Avril rouge de Santiago Roncagliolo
(Abril rojo)

Catégorie(s) : Littérature => Policiers et thrillers , Littérature => Sud-américaine

Critiqué par Cyclo, le 6 février 2014 (Bordeaux, Inscrit le 18 avril 2008, 78 ans)
La note : 8 étoiles
Moyenne des notes : 8 étoiles (basée sur 2 avis)
Cote pondérée : 5 étoiles (25 337ème position).
Visites : 3 606 

Sanglant Pérou

Avril 2000 : Félix Chacaltana Saldívar est le nouveau substitut du procureur d’Ayacucho au Pérou. Amateur de poésie, il aime rédiger, en fonctionnaire presque modèle, les rapports que lui confère sa charge.
Mais en ce mois d'avril, ça ne se passe pas comme il faut. Il doit enquêter sur un cadavre auquel il manque un bras et qu'on a tenté de brûler. La semaine sainte approche, les touristes affluent dans cette ville dans les années quatre-vingt des affrontements terribles entre l’armée et le Sentier Lumineux. Félix débute son enquête et découvre qu'aussi bien la police (le capitaine Pacheco) que l'armée (le commandant Carrión), le médecin légiste ou le juge semblent peu pressés de faire la lumière sur l'affaire, voire même qu'elle soit classée. Félix est convaincu que le Sentier lumineux fait une résurgence. Comme les autorités, les indigènes qui parlent quechua sont impénétrables. D'ailleurs, bientôt, un deuxième cadavre, tout aussi mutilé, fait son apparition, puis un troisième et un quatrième. Chose étrange, tous sont des personnes à qui Félix a parlé dans le cadre de son enquête. Déjà deux bras et deux jambes ont été arrachés. Et voici qu'Édith, la jeune serveuse de restaurant dont Félix est tombé amoureux et avec qui il s'est disputé - en fait, il l'a même violée (eh oui, le "héros" a ses zones d'ombre, ce qui est rare dans le polar), est dépecée à son tour : son torse a été arraché.
Tout laisse à penser que Félix est l'auteur de ces horribles attentats, il est arrêté, puis relâché. Comme s'il avait pénétré dans les cercles de l'Enfer de Dante. Il finit par comprendre pourtant. Lui, le fonctionnaire naïf, englué dans les règlements, le respect des lois et du code, a été manipulé dans les grandes largeurs.
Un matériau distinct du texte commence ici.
//! Robust feature scaling
//!
//! Centers each feature on its median and divides by its interquartile
//! range, so heavy-tailed features like lot size do not dominate:
//!
//! ```text
//! x_scaled = (x - median) / (q75 - q25)
//! ```
//!
//! `NaN` cells are ignored while fitting and pass through unchanged.

use ndarray::{Array2, ArrayView2, Axis};
use serde::{Deserialize, Serialize};

use crate::error::ModelError;

/// Configuration for the robust scaler
#[derive(Debug, Clone, Serialize, Deserialize)]
pub struct RobustScalerConfig {
    /// Subtract the median
    pub with_centering: bool,
    /// Divide by the quantile range
    pub with_scaling: bool,
    /// Quantile range in percent
    pub quantile_range: (f64, f64),
}

impl Default for RobustScalerConfig {
    fn default() -> Self {
        Self {
            with_centering: true,
            with_scaling: true,
            quantile_range: (25.0, 75.0),
        }
    }
}

/// Unfitted robust scaler
#[derive(Debug, Clone, Default)]
pub struct RobustScaler {
    config: RobustScalerConfig,
}

impl RobustScaler {
    pub fn new() -> Self {
        Self::default()
    }

    /// Set whether to center on the median
    pub fn with_centering(mut self, with_centering: bool) -> Self {
        self.config.with_centering = with_centering;
        self
    }

    /// Set whether to divide by the quantile range
    pub fn with_scaling(mut self, with_scaling: bool) -> Self {
        self.config.with_scaling = with_scaling;
        self
    }

    /// Learn per-feature median and quantile range
    pub fn fit(&self, data: ArrayView2<'_, f64>) -> Result<FittedRobustScaler, ModelError> {
        let (rows, cols) = data.dim();
        if rows == 0 {
            return Err(ModelError::EmptyData(
                "cannot fit robust scaler on zero rows".to_string(),
            ));
        }

        let (q_low, q_high) = self.config.quantile_range;
        let mut center = vec![0.0; cols];
        let mut scale = vec![1.0; cols];

        for (col, column) in data.axis_iter(Axis(1)).enumerate() {
            let mut finite: Vec<f64> = column.iter().copied().filter(|x| !x.is_nan()).collect();
            if finite.is_empty() {
                continue;
            }
            finite.sort_by(|a, b| a.total_cmp(b));

            if self.config.with_centering {
                center[col] = quantile_sorted(&finite, 50.0);
            }
            if self.config.with_scaling {
                let iqr = quantile_sorted(&finite, q_high) - quantile_sorted(&finite, q_low);
                scale[col] = if iqr == 0.0 { 1.0 } else { iqr };
            }
        }

        Ok(FittedRobustScaler {
            config: self.config.clone(),
            center,
            scale,
        })
    }
}

/// Fitted robust scaler, ready to transform
#[derive(Debug, Clone, Serialize, Deserialize)]
pub struct FittedRobustScaler {
    config: RobustScalerConfig,
    center: Vec<f64>,
    scale: Vec<f64>,
}

impl FittedRobustScaler {
    /// Per-feature median (zeros when centering is off)
    pub fn center(&self) -> &[f64] {
        &self.center
    }

    /// Per-feature quantile range (ones when scaling is off)
    pub fn scale(&self) -> &[f64] {
        &self.scale
    }

    /// Number of features seen during fit
    pub fn n_features(&self) -> usize {
        self.center.len()
    }

    /// Apply the learned scaling
    pub fn transform(&self, data: ArrayView2<'_, f64>) -> Result<Array2<f64>, ModelError> {
        let cols = data.ncols();
        if cols != self.n_features() {
            return Err(ModelError::FeatureMismatch {
                expected: self.n_features(),
                actual: cols,
            });
        }

        let mut out = data.to_owned();
        for (col, mut column) in out.axis_iter_mut(Axis(1)).enumerate() {
            let (center, scale) = (self.center[col], self.scale[col]);
            column.mapv_inplace(|x| (x - center) / scale);
        }
        Ok(out)
    }
}

/// Quantile of sorted data with linear interpolation between ranks
pub fn quantile_sorted(sorted: &[f64], percent: f64) -> f64 {
    let n = sorted.len();
    if n == 0 {
        return f64::NAN;
    }
    let idx = (percent / 100.0 * (n - 1) as f64).clamp(0.0, (n - 1) as f64);
    let lower = idx.floor() as usize;
    let upper = (lower + 1).min(n - 1);
    let frac = idx - lower as f64;
    sorted[lower] * (1.0 - frac) + sorted[upper] * frac
}
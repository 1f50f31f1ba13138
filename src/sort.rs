use crate::table::{Table, TableError, TableResult};
use crate::task::{FixedField, Task};
use std::cmp::Ordering;

/// Column to sort by: a fixed attribute or a zero-based custom column index.
#[derive(Debug, Clone, Copy, PartialEq, Eq)]
pub enum SortKey {
    Fixed(FixedField),
    Custom(usize),
}

impl SortKey {
    /// `0..=4` pick id, name, priority, deadline, status; `5..` pick custom
    /// column `n - 5`.
    pub fn from_menu_index(index: usize) -> Self {
        match FixedField::ALL.get(index) {
            Some(field) => SortKey::Fixed(*field),
            None => SortKey::Custom(index - FixedField::ALL.len()),
        }
    }

    /// Accepts a fixed field name, a custom column name, or a menu index.
    pub fn parse(selector: &str, table: &Table) -> TableResult<Self> {
        if let Some(field) = FixedField::from_name(selector) {
            return Ok(SortKey::Fixed(field));
        }
        if let Some(index) = table.column_index(selector) {
            return Ok(SortKey::Custom(index));
        }
        selector
            .trim()
            .parse::<usize>()
            .map(SortKey::from_menu_index)
            .map_err(|_| TableError::ColumnNotFound(selector.to_string()))
    }
}

fn compare_fixed(field: FixedField, a: &Task, b: &Task) -> Ordering {
    match field {
        FixedField::Id => a.id.cmp(&b.id),
        FixedField::Name => a.name.cmp(&b.name),
        FixedField::Priority => a.priority.cmp(&b.priority),
        FixedField::Deadline => a.deadline.cmp(&b.deadline),
        FixedField::Status => a.status.cmp(&b.status),
    }
}

/// Stable sort of `tasks` by `key`. Custom columns compare by their cells'
/// native ordering (see [`crate::Cell::compare`]).
pub fn sort_tasks(tasks: &mut [Task], key: SortKey) {
    match key {
        SortKey::Fixed(field) => tasks.sort_by(|a, b| compare_fixed(field, a, b)),
        SortKey::Custom(index) => {
            tasks.sort_by(|a, b| match (a.cells.get(index), b.cells.get(index)) {
                (Some(x), Some(y)) => x.compare(y),
                (None, None) => Ordering::Equal,
                (None, Some(_)) => Ordering::Less,
                (Some(_), None) => Ordering::Greater,
            })
        }
    }
}

impl Table {
    /// Reorders the records in place. Fails without touching the table when a
    /// custom index is out of range.
    pub fn sort_by(&mut self, key: SortKey) -> TableResult<()> {
        if let SortKey::Custom(index) = key {
            if index >= self.columns().len() {
                return Err(TableError::ColumnNotFound(format!("#{index}")));
            }
        }
        sort_tasks(self.tasks_mut(), key);
        Ok(())
    }
}
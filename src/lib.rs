pub mod alerts;
pub mod cell;
pub mod config;
pub mod filter;
pub mod history;
pub mod persistence;
pub mod schedule;
pub mod sort;
pub mod table;
pub mod task;
pub mod workspace;

pub use alerts::{Alert, AlertCategory, AlertReport};
pub use cell::{Cell, CellParseError, ColumnType};
pub use config::{AlertThresholds, TableConfig};
pub use filter::FilterSession;
pub use history::UndoStack;
pub use persistence::{
    PersistenceError, load_table_from_csv, load_table_from_json, read_table_csv,
    save_table_to_csv, save_table_to_json, write_table_csv,
};
pub use schedule::{DeadlineParseError, parse_deadline, priority_rank};
pub use sort::SortKey;
pub use table::{ColumnDef, Field, Table, TableError};
pub use task::{FixedField, NewTask, Priority, Task};
pub use workspace::Workspace;
use crate::alerts::{self, AlertReport};
use crate::cell::{Cell, ColumnType};
use crate::config::TableConfig;
use crate::filter::FilterSession;
use crate::history::UndoStack;
use crate::persistence::{self, PersistenceError, PersistenceResult};
use crate::schedule;
use crate::sort::SortKey;
use crate::table::{ColumnDef, Table, TableError, TableResult};
use crate::task::{NewTask, Task};
use chrono::{Local, NaiveDateTime};
use std::path::{Path, PathBuf};
use tracing::debug;

/// Session state: the live table, its undo history and the id floor.
///
/// Every mutating call snapshots the table first; the snapshot is kept only
/// if the mutation succeeds.
#[derive(Debug, Clone)]
pub struct Workspace {
    table: Table,
    undo: UndoStack,
    config: TableConfig,
    id_floor: u32,
}

impl Default for Workspace {
    fn default() -> Self {
        Self::with_config(TableConfig::default())
    }
}

impl Workspace {
    pub fn new() -> Self {
        Self::default()
    }

    pub fn with_config(config: TableConfig) -> Self {
        let table = Table::new(config.name.clone());
        let id_floor = table.next_id();
        Self {
            table,
            undo: UndoStack::new(),
            config,
            id_floor,
        }
    }

    pub fn table(&self) -> &Table {
        &self.table
    }

    pub fn config(&self) -> &TableConfig {
        &self.config
    }

    pub fn undo_depth(&self) -> usize {
        self.undo.len()
    }

    fn mutate<T, E, F>(&mut self, operation: &str, apply: F) -> Result<T, E>
    where
        F: FnOnce(&mut Table) -> Result<T, E>,
    {
        let snapshot = self.table.clone();
        let result = apply(&mut self.table)?;
        self.undo.push_owned(snapshot);
        self.id_floor = self.id_floor.max(self.table.next_id());
        debug!(operation, depth = self.undo.len(), "table mutated");
        Ok(result)
    }

    pub fn add_column(
        &mut self,
        name: impl Into<String>,
        column_type: ColumnType,
        values: Vec<Cell>,
    ) -> TableResult<()> {
        self.mutate("add_column", |t| t.add_column(name, column_type, values))
    }

    pub fn add_column_with_default(
        &mut self,
        name: impl Into<String>,
        column_type: ColumnType,
    ) -> TableResult<()> {
        self.mutate("add_column", |t| t.add_column_with_default(name, column_type))
    }

    pub fn remove_column(&mut self, name: &str) -> TableResult<ColumnDef> {
        self.mutate("remove_column", |t| t.remove_column(name))
    }

    pub fn add_task(&mut self, new_task: NewTask, cells: Vec<Cell>) -> TableResult<u32> {
        self.mutate("add_task", |t| t.add_task(new_task, cells))
    }

    pub fn update_field(&mut self, id: u32, selector: &str, value: &str) -> TableResult<()> {
        self.mutate("update_field", |t| t.update_field(id, selector, value))
    }

    pub fn delete_task(&mut self, id: u32) -> TableResult<Task> {
        self.mutate("delete_task", |t| t.delete_task(id))
    }

    pub fn sort_by(&mut self, key: SortKey) -> TableResult<()> {
        self.mutate("sort", |t| t.sort_by(key))
    }

    pub fn remove_completed(&mut self) -> usize {
        self.mutate("remove_completed", |t| Ok::<_, TableError>(t.remove_completed()))
            .unwrap_or_default()
    }

    /// Restores the previous table. The id counter never drops below the
    /// highest value seen in this session, so discarded ids are not reissued.
    pub fn undo(&mut self) -> TableResult<()> {
        let mut restored = self.undo.pop()?;
        restored.raise_next_id(self.id_floor);
        self.table = restored;
        debug!(depth = self.undo.len(), next_id = self.table.next_id(), "undo applied");
        Ok(())
    }

    pub fn filter_session(&self) -> FilterSession {
        FilterSession::new(&self.table)
    }

    pub fn schedule_at(&self, now: NaiveDateTime) -> Vec<Task> {
        schedule::schedule(self.table.tasks(), now, self.config.deadline_fallback())
    }

    pub fn schedule(&self) -> Vec<Task> {
        self.schedule_at(Local::now().naive_local())
    }

    pub fn alerts_at(&self, now: NaiveDateTime) -> AlertReport {
        alerts::categorize(
            self.table.tasks(),
            now,
            self.config.deadline_fallback(),
            &self.config.alerts,
        )
    }

    pub fn alerts(&self) -> AlertReport {
        self.alerts_at(Local::now().naive_local())
    }

    pub fn save_csv<P: AsRef<Path>>(&self, path: P) -> PersistenceResult<PathBuf> {
        persistence::save_table_to_csv(&self.table, path)
    }

    /// Replaces the table with the file's contents. Undoable; a failed load
    /// changes nothing.
    pub fn load_csv<P: AsRef<Path>>(&mut self, path: P) -> PersistenceResult<()> {
        let loaded = persistence::load_table_from_csv(path, &self.config.name)?;
        self.mutate("load_csv", |t| {
            *t = loaded;
            Ok::<_, PersistenceError>(())
        })
    }

    pub fn save_json<P: AsRef<Path>>(&self, path: P) -> PersistenceResult<()> {
        persistence::save_table_to_json(&self.table, path)
    }

    pub fn load_json<P: AsRef<Path>>(&mut self, path: P) -> PersistenceResult<()> {
        let loaded = persistence::load_table_from_json(path)?;
        self.mutate("load_json", |t| {
            *t = loaded;
            Ok::<_, PersistenceError>(())
        })
    }
}
use crate::persistence::{PersistenceError, PersistenceResult};
use crate::table::DEFAULT_TABLE_NAME;
use chrono::Duration;
use serde::{Deserialize, Serialize};
use std::fs::File;
use std::path::Path;

/// Seconds added to "now" for a deadline that cannot be parsed.
pub const DEFAULT_DEADLINE_FALLBACK_SECS: i64 = 999_999;

#[derive(Debug, Clone, PartialEq, Serialize, Deserialize)]
#[serde(default)]
pub struct AlertThresholds {
    pub due_today_days: f64,
    pub soon_days: f64,
    pub this_week_days: f64,
}

impl Default for AlertThresholds {
    fn default() -> Self {
        Self {
            due_today_days: 0.5,
            soon_days: 2.0,
            this_week_days: 6.0,
        }
    }
}

#[derive(Debug, Clone, PartialEq, Serialize, Deserialize)]
#[serde(default)]
pub struct TableConfig {
    pub name: String,
    pub deadline_fallback_secs: i64,
    pub alerts: AlertThresholds,
}

impl Default for TableConfig {
    fn default() -> Self {
        Self {
            name: DEFAULT_TABLE_NAME.to_string(),
            deadline_fallback_secs: DEFAULT_DEADLINE_FALLBACK_SECS,
            alerts: AlertThresholds::default(),
        }
    }
}

impl TableConfig {
    pub fn load<P: AsRef<Path>>(path: P) -> PersistenceResult<Self> {
        let path = path.as_ref();
        if !path.exists() {
            return Err(PersistenceError::FileNotFound(path.to_path_buf()));
        }
        let file = File::open(path)?;
        let config: Self = serde_json::from_reader(file)?;
        config.validate()?;
        Ok(config)
    }

    /// The fallback must be a non-negative span chrono can represent.
    pub fn validate(&self) -> PersistenceResult<()> {
        let secs = self.deadline_fallback_secs;
        if secs < 0 || Duration::try_seconds(secs).is_none() {
            return Err(PersistenceError::InvalidData(format!(
                "deadline_fallback_secs {secs} is out of range"
            )));
        }
        Ok(())
    }

    /// Clamped to `Duration::MAX` for values `validate` would reject.
    pub fn deadline_fallback(&self) -> Duration {
        Duration::try_seconds(self.deadline_fallback_secs).unwrap_or(Duration::MAX)
    }
}

#[cfg(test)]
mod tests {
    use super::*;
    use std::io::Write;
    use tempfile::NamedTempFile;

    #[test]
    fn partial_json_keeps_defaults() {
        let mut file = NamedTempFile::new().unwrap();
        write!(file, r#"{{ "name": "Chores", "alerts": {{ "soon_days": 3.0 }} }}"#).unwrap();

        let config = TableConfig::load(file.path()).unwrap();
        assert_eq!(config.name, "Chores");
        assert_eq!(config.deadline_fallback_secs, DEFAULT_DEADLINE_FALLBACK_SECS);
        assert_eq!(config.alerts.soon_days, 3.0);
        assert_eq!(config.alerts.due_today_days, 0.5);
    }

    #[test]
    fn out_of_range_fallback_is_rejected() {
        for secs in [i64::MAX, -1] {
            let mut file = NamedTempFile::new().unwrap();
            write!(file, r#"{{ "deadline_fallback_secs": {secs} }}"#).unwrap();
            let err = TableConfig::load(file.path()).unwrap_err();
            assert!(matches!(err, PersistenceError::InvalidData(_)), "{secs}: {err}");
        }
    }

    #[test]
    fn unvalidated_fallback_is_clamped() {
        let config = TableConfig {
            deadline_fallback_secs: i64::MAX,
            ..TableConfig::default()
        };
        assert_eq!(config.deadline_fallback(), Duration::MAX);
    }

    #[test]
    fn missing_file_is_reported() {
        let err = TableConfig::load("/definitely/not/here.json").unwrap_err();
        assert!(matches!(err, PersistenceError::FileNotFound(_)));
    }
}
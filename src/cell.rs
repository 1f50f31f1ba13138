use serde::{Deserialize, Serialize};
use std::cmp::Ordering;
use std::fmt;
use std::str::FromStr;

#[derive(Debug, Clone, Copy, PartialEq, Eq, Hash, Serialize, Deserialize)]
#[serde(rename_all = "snake_case")]
pub enum ColumnType {
    Integer,
    Text,
    Boolean,
    Float,
    Date,
    Link,
}

impl ColumnType {
    pub fn as_str(&self) -> &'static str {
        match self {
            ColumnType::Integer => "integer",
            ColumnType::Text => "text",
            ColumnType::Boolean => "boolean",
            ColumnType::Float => "float",
            ColumnType::Date => "date",
            ColumnType::Link => "link",
        }
    }

    /// Menu numbering used by the interactive front end (1-based).
    pub fn from_menu_code(code: u32) -> Option<Self> {
        match code {
            1 => Some(ColumnType::Integer),
            2 => Some(ColumnType::Text),
            3 => Some(ColumnType::Boolean),
            4 => Some(ColumnType::Float),
            5 => Some(ColumnType::Date),
            6 => Some(ColumnType::Link),
            _ => None,
        }
    }
}

impl fmt::Display for ColumnType {
    fn fmt(&self, f: &mut fmt::Formatter<'_>) -> fmt::Result {
        f.write_str(self.as_str())
    }
}

impl FromStr for ColumnType {
    type Err = CellParseError;

    fn from_str(s: &str) -> Result<Self, Self::Err> {
        match s.trim().to_ascii_lowercase().as_str() {
            "int" | "integer" => Ok(ColumnType::Integer),
            "text" | "string" | "str" => Ok(ColumnType::Text),
            "bool" | "boolean" => Ok(ColumnType::Boolean),
            "float" | "double" | "number" => Ok(ColumnType::Float),
            "date" => Ok(ColumnType::Date),
            "link" | "url" => Ok(ColumnType::Link),
            other => Err(CellParseError::UnknownType(other.to_string())),
        }
    }
}

#[derive(Debug, Clone, PartialEq, Eq, thiserror::Error)]
pub enum CellParseError {
    #[error("unknown column type '{0}'")]
    UnknownType(String),
    #[error("'{value}' is not a valid {expected} value")]
    InvalidValue { expected: ColumnType, value: String },
}

/// One typed value in a custom column.
///
/// The variant is the type tag; rendering and comparison both match on it.
#[derive(Debug, Clone, PartialEq, Serialize, Deserialize)]
#[serde(tag = "type", content = "value", rename_all = "snake_case")]
pub enum Cell {
    Integer(i64),
    Text(String),
    Boolean(bool),
    Float(f64),
    Date(String),
    Link(String),
}

impl Cell {
    /// Zero value of the given type, used when a column is added without explicit values.
    pub fn default_for(column_type: ColumnType) -> Self {
        match column_type {
            ColumnType::Integer => Cell::Integer(0),
            ColumnType::Text => Cell::Text(String::new()),
            ColumnType::Boolean => Cell::Boolean(false),
            ColumnType::Float => Cell::Float(0.0),
            ColumnType::Date => Cell::Date(String::new()),
            ColumnType::Link => Cell::Link(String::new()),
        }
    }

    /// Builds a cell of `column_type` from user text.
    pub fn parse(column_type: ColumnType, input: &str) -> Result<Self, CellParseError> {
        let invalid = || CellParseError::InvalidValue {
            expected: column_type,
            value: input.to_string(),
        };
        match column_type {
            ColumnType::Integer => input
                .trim()
                .parse::<i64>()
                .map(Cell::Integer)
                .map_err(|_| invalid()),
            ColumnType::Float => input
                .trim()
                .parse::<f64>()
                .map(Cell::Float)
                .map_err(|_| invalid()),
            ColumnType::Boolean => match input.trim().to_ascii_lowercase().as_str() {
                "1" | "true" | "yes" | "y" => Ok(Cell::Boolean(true)),
                "0" | "false" | "no" | "n" => Ok(Cell::Boolean(false)),
                _ => Err(invalid()),
            },
            ColumnType::Text => Ok(Cell::Text(input.to_string())),
            ColumnType::Date => Ok(Cell::Date(input.to_string())),
            ColumnType::Link => Ok(Cell::Link(input.to_string())),
        }
    }

    pub fn column_type(&self) -> ColumnType {
        match self {
            Cell::Integer(_) => ColumnType::Integer,
            Cell::Text(_) => ColumnType::Text,
            Cell::Boolean(_) => ColumnType::Boolean,
            Cell::Float(_) => ColumnType::Float,
            Cell::Date(_) => ColumnType::Date,
            Cell::Link(_) => ColumnType::Link,
        }
    }

    /// Overwrites tag and payload together.
    pub fn set_value(&mut self, value: Cell) {
        *self = value;
    }

    pub fn render(&self) -> String {
        match self {
            Cell::Integer(v) => v.to_string(),
            Cell::Float(v) => v.to_string(),
            Cell::Boolean(true) => "Yes".to_string(),
            Cell::Boolean(false) => "No".to_string(),
            Cell::Text(s) | Cell::Date(s) | Cell::Link(s) => s.clone(),
        }
    }

    /// Orders two cells of the same column.
    ///
    /// Numeric and boolean cells compare by value, text-like cells by their
    /// text. Mixed tags fall back to comparing rendered text.
    pub fn compare(&self, other: &Cell) -> Ordering {
        match (self, other) {
            (Cell::Integer(a), Cell::Integer(b)) => a.cmp(b),
            (Cell::Float(a), Cell::Float(b)) => a.total_cmp(b),
            (Cell::Boolean(a), Cell::Boolean(b)) => a.cmp(b),
            (Cell::Text(a), Cell::Text(b))
            | (Cell::Date(a), Cell::Date(b))
            | (Cell::Link(a), Cell::Link(b)) => a.cmp(b),
            _ => self.render().cmp(&other.render()),
        }
    }
}

impl fmt::Display for Cell {
    fn fmt(&self, f: &mut fmt::Formatter<'_>) -> fmt::Result {
        f.write_str(&self.render())
    }
}

#[cfg(test)]
mod tests {
    use super::*;

    #[test]
    fn booleans_render_as_yes_no() {
        assert_eq!(Cell::Boolean(true).render(), "Yes");
        assert_eq!(Cell::Boolean(false).render(), "No");
    }

    #[test]
    fn numbers_render_naturally() {
        assert_eq!(Cell::Integer(-42).render(), "-42");
        assert_eq!(Cell::Float(1.5).render(), "1.5");
    }

    #[test]
    fn date_and_link_render_verbatim() {
        assert_eq!(Cell::Date("2030-01-01".into()).render(), "2030-01-01");
        assert_eq!(
            Cell::Link("https://example.com/a?b=c".into()).render(),
            "https://example.com/a?b=c"
        );
    }

    #[test]
    fn parse_respects_declared_type() {
        assert_eq!(Cell::parse(ColumnType::Integer, " 7 ").unwrap(), Cell::Integer(7));
        assert_eq!(Cell::parse(ColumnType::Boolean, "yes").unwrap(), Cell::Boolean(true));
        assert_eq!(Cell::parse(ColumnType::Boolean, "0").unwrap(), Cell::Boolean(false));
        assert!(matches!(
            Cell::parse(ColumnType::Float, "abc"),
            Err(CellParseError::InvalidValue { expected: ColumnType::Float, .. })
        ));
    }

    #[test]
    fn set_value_replaces_tag_and_payload() {
        let mut cell = Cell::Integer(3);
        cell.set_value(Cell::Text("three".into()));
        assert_eq!(cell.column_type(), ColumnType::Text);
        assert_eq!(cell.render(), "three");
    }

    #[test]
    fn compare_uses_native_ordering_for_numbers() {
        // "10" < "9" as text, but not as integers
        assert_eq!(Cell::Integer(9).compare(&Cell::Integer(10)), Ordering::Less);
        assert_eq!(Cell::Float(2.5).compare(&Cell::Float(-1.0)), Ordering::Greater);
        assert_eq!(Cell::Boolean(false).compare(&Cell::Boolean(true)), Ordering::Less);
    }

    #[test]
    fn column_type_parses_aliases() {
        assert_eq!("STRING".parse::<ColumnType>().unwrap(), ColumnType::Text);
        assert_eq!("int".parse::<ColumnType>().unwrap(), ColumnType::Integer);
        assert!("blob".parse::<ColumnType>().is_err());
        assert_eq!(ColumnType::from_menu_code(6), Some(ColumnType::Link));
        assert_eq!(ColumnType::from_menu_code(0), None);
    }
}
Par ailleurs, le souvenir de la mort mystérieuse de ses parents refait surface. Le monde autour de lui se fissure, tandis que les processions de la semaine sainte battent leur plein.
Très beau roman, plein de bruit et de fureur qui traite d'une page noire du Pérou contemporain. Outre le récit proprement dit, on trouve les rapports rédigés par Félix (en style administratif), les textes écrits par le criminel (une sorte de délire langagier bourré de fautes d'orthographe et de syntaxe), c'est dire la complexité de ce roman qui ne cache rien des exactions de l'armée, en réponse aux violences du Sentier lumineux.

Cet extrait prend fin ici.